Mondialisation peut-être, une chose est sûre, les gens s’occupent de balayer leur pas de porte, surveillent l’horaire du voisin et s’intéressent à l’équipe de football du quartier. Sauf pour un quarteron de fous du pouvoir qui tissent une toile géante dont ils espèrent tenir le milieu, l’horizon est local.
Mois : juillet 2018
Richard
Cette idée géniale de Richard Aschcroft lors de son concert à l’Arena de Londres. Nous sommes sept mille sur des gradins noirs, la lumière ne se fait pas. Soudain, un son venu des profondeurs et une image sur écran géant. La star marche dans un tunnel de vestiaire, plat comme un asmathique, drogué comme un drogué, façon boxeur, entouré de ses gorilles, et à la fin, appelé par les sifflements, le battement rapide des mains, il émerge, paraît sur scène, entonne This It How It Feels.
Bivial
Par moments c’était un chat, par moments un guéridon, l’essentiel étant pour lui de trouver la porte car il n’oubliait pas que son rendez-vous chez un nouveau spécialiste auteur d’une thèse sur la mémoire devait le rencontrer à dix-huit heures précises. Mais la porte était parfois dans le chat parfois sur le guéridon.
Substitut
Confession oblige, j’eus nettement préféré un suicide général de la société blanche, façon secte des apocalypses. La substitution mécanique de motifs utilitaires aux valeurs génétiques de notre histoire (quoiqu’on puisse en juger par ailleurs) ayant autant d’intérêt que le remplacement de l’humanité coalisée par une fourmilière de laboratoire.
Désinvestissement
Envie de partir. Sans viser un parage. En renouvelant sans fin le mouvement. Ce qui offre l’avantage de n’avoir pas à s’adapter à des circonstances extérieures lesquelles semblent, chaque jour que Dieu fait, enfin faisait, un peu plus pensées par une race extra-terrestre. L’occupation inconstante du temps, dérisoire du sol, permet au moins — car il y a un revers à la médaille — d’admirer ce à quoi consentent les sédentaires pour faire société et aimer leurs compromis, compatir à leur souffrances, oui, admirer le prix de leur folie.
Confusion
Sur le plan de travail de la cuisine, la tapette à mouches, un pinceau imprégné (je peins au salon), mon verre de vin, plusieurs spatules et un autre verre de vin mêlé de produit vaisselle, piège à mouche selon une recette de grand-mère.

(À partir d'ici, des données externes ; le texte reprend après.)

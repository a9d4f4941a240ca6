//! Transfer execution against the ledger
//!
//! Runs strictly after authorization. Batches deliver in list order
//! inside a rollback/commit scope: if any recipient fails, every prior
//! credit and the wallet debit are reverted, so the wallet balance
//! reflects zero net transfer. Partial delivery is never observable.

use crate::crypto::Address;
use crate::ledger::{Ledger, LedgerTransaction};
use crate::wallet::{BatchOperation, Operation, WalletError};

/// Execute an authorized single-recipient transfer
pub fn execute_transfer<L: Ledger + ?Sized>(
    ledger: &mut L,
    wallet: &Address,
    operation: &Operation,
) -> Result<(), WalletError> {
    let available = ledger.balance(wallet);
    if available < operation.value {
        return Err(WalletError::InsufficientFunds {
            needed: operation.value,
            available,
        });
    }

    let mut tx = LedgerTransaction::new(ledger);
    tx.debit(wallet, operation.value)?;
    tx.credit(&operation.destination, operation.value)?;
    tx.commit();
    Ok(())
}

/// Execute an authorized batch transfer with all-or-nothing semantics
pub fn execute_batch<L: Ledger + ?Sized>(
    ledger: &mut L,
    wallet: &Address,
    batch: &BatchOperation,
) -> Result<(), WalletError> {
    batch.validate_shape()?;

    let total = batch.total_value()?;
    let available = ledger.balance(wallet);
    if available < total {
        return Err(WalletError::InsufficientFunds {
            needed: total,
            available,
        });
    }

    let mut tx = LedgerTransaction::new(ledger);
    tx.debit(wallet, total)?;
    for (recipient, value) in batch.recipients.iter().zip(&batch.values) {
        // Any failure drops the transaction scope, rolling back the
        // debit and every credit already delivered
        tx.credit(recipient, *value)?;
    }
    tx.commit();
    Ok(())
}

#[cfg(test)]
mod tests {
    use super::*;
    use crate::crypto::KeyPair;
    use crate::ledger::MemoryLedger;

    fn addr() -> Address {
        KeyPair::generate().address()
    }

    fn batch(recipients: Vec<Address>, values: Vec<u128>) -> BatchOperation {
        BatchOperation {
            recipients,
            values,
            expiry: 2_000_000_000,
            sequence_id: 1,
        }
    }

    #[test]
    fn test_single_transfer() {
        let mut ledger = MemoryLedger::new();
        let (wallet, dest) = (addr(), addr());
        ledger.deposit(&wallet, 100).unwrap();

        let op = Operation {
            destination: dest,
            value: 40,
            payload: vec![],
            expiry: 2_000_000_000,
            sequence_id: 1,
        };
        execute_transfer(&mut ledger, &wallet, &op).unwrap();

        assert_eq!(ledger.balance(&wallet), 60);
        assert_eq!(ledger.balance(&dest), 40);
    }

    #[test]
    fn test_single_transfer_to_rejecting_recipient_rolls_back() {
        let mut ledger = MemoryLedger::new();
        let (wallet, dest) = (addr(), addr());
        ledger.deposit(&wallet, 100).unwrap();
        ledger.set_rejecting(&dest, true);

        let op = Operation {
            destination: dest,
            value: 40,
            payload: vec![],
            expiry: 2_000_000_000,
            sequence_id: 1,
        };
        let err = execute_transfer(&mut ledger, &wallet, &op).unwrap_err();
        assert!(matches!(err, WalletError::RecipientTransferFailed(_)));
        assert_eq!(ledger.balance(&wallet), 100);
    }

    #[test]
    fn test_batch_delivers_in_order() {
        let mut ledger = MemoryLedger::new();
        let wallet = addr();
        let (r1, r2) = (addr(), addr());
        ledger.deposit(&wallet, 10).unwrap();

        execute_batch(&mut ledger, &wallet, &batch(vec![r1, r2], vec![2, 3])).unwrap();

        assert_eq!(ledger.balance(&wallet), 5);
        assert_eq!(ledger.balance(&r1), 2);
        assert_eq!(ledger.balance(&r2), 3);
    }

    #[test]
    fn test_batch_length_mismatch() {
        let mut ledger = MemoryLedger::new();
        let wallet = addr();
        ledger.deposit(&wallet, 10).unwrap();

        let err = execute_batch(&mut ledger, &wallet, &batch(vec![addr()], vec![2, 3]))
            .unwrap_err();
        assert!(matches!(err, WalletError::BatchLengthMismatch { .. }));

        let err = execute_batch(&mut ledger, &wallet, &batch(vec![], vec![])).unwrap_err();
        assert!(matches!(err, WalletError::BatchLengthMismatch { .. }));
    }

    #[test]
    fn test_batch_insufficient_funds() {
        let mut ledger = MemoryLedger::new();
        let wallet = addr();
        ledger.deposit(&wallet, 4).unwrap();

        let err = execute_batch(&mut ledger, &wallet, &batch(vec![addr(), addr()], vec![2, 3]))
            .unwrap_err();
        assert!(matches!(
            err,
            WalletError::InsufficientFunds {
                needed: 5,
                available: 4
            }
        ));
        assert_eq!(ledger.balance(&wallet), 4);
    }

    #[test]
    fn test_batch_rolls_back_on_late_recipient_failure() {
        let mut ledger = MemoryLedger::new();
        let wallet = addr();
        let (r1, r2) = (addr(), addr());
        ledger.deposit(&wallet, 10).unwrap();
        ledger.set_rejecting(&r2, true);

        let err = execute_batch(&mut ledger, &wallet, &batch(vec![r1, r2], vec![2, 3]))
            .unwrap_err();
        assert!(matches!(err, WalletError::RecipientTransferFailed(a) if a == r2));

        // Zero net transfer: r1's tentative credit was returned too
        assert_eq!(ledger.balance(&wallet), 10);
        assert_eq!(ledger.balance(&r1), 0);
        assert_eq!(ledger.balance(&r2), 0);
    }

    #[test]
    fn test_batch_total_overflow_checked_before_any_transfer() {
        let mut ledger = MemoryLedger::new();
        let wallet = addr();
        ledger.deposit(&wallet, 10).unwrap();

        let err = execute_batch(
            &mut ledger,
            &wallet,
            &batch(vec![addr(), addr()], vec![u128::MAX, 1]),
        )
        .unwrap_err();
        assert!(matches!(err, WalletError::ValueOverflow));
        assert_eq!(ledger.balance(&wallet), 10);
    }
}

Ecrivant ou peignant, distrait absolument, il faut, lorsque je surveille à distance la confection d’un plat, une grande attention pour ne pas soulever les œufs avec la tapette à mouches ou ne pas boire le piège à mouches.
Loi 2
Nantes, toujours: imagine-t-on un voyou bagdadi se faisant exploser au pied d’un véhicule chargé de soldats américains (lesquels n’ont selon moi rien à faire en Irak) dont la famille, aussitôt après l’acte meurtrier, recevrait du président des Etats-Unis un témoignage de sympathie? Le chauffard immigré qui fonce sur un barrage de police, freine, recule pour tuer et tente la fuite, par ailleurs récidiviste, n’est pas un conducteur contrôlé par la police, mais un guerrier en zone de combat. L’adaptation du vocabulaire relève de l’impératif sécuritaire. Contre lui, aussi cyniques que les nobles dégénérés de 1793 dont la réthorique n’avait d’égale que l’arrogance, les éléments fonctionnels de la classe politique nationale.
Mondial
Match éliminatoire au bar du village. Les voisins sont tous là, mais séparés: les femmes à la table du fond, sous les vues d’Agrabuey peintes par Luisa et José-Luis (un couple), les homme sur des tabourets, la tête levée vers l’écran où Croates et Russes disputent le quart de final. Serrés derrière une table, en rang d’oignons, Luv, Aplo, moi, parlant français, ce qui au comptoir inquiète un paysan, puis parlant espagnol, ce qui le surprend, et les autres, qui me connaissent, expliquent: “Oui, c’est lui… Pas Espagnol, non. Je sais, il parle comme un Castillan, mais non, il est de… Où déjà Cala?”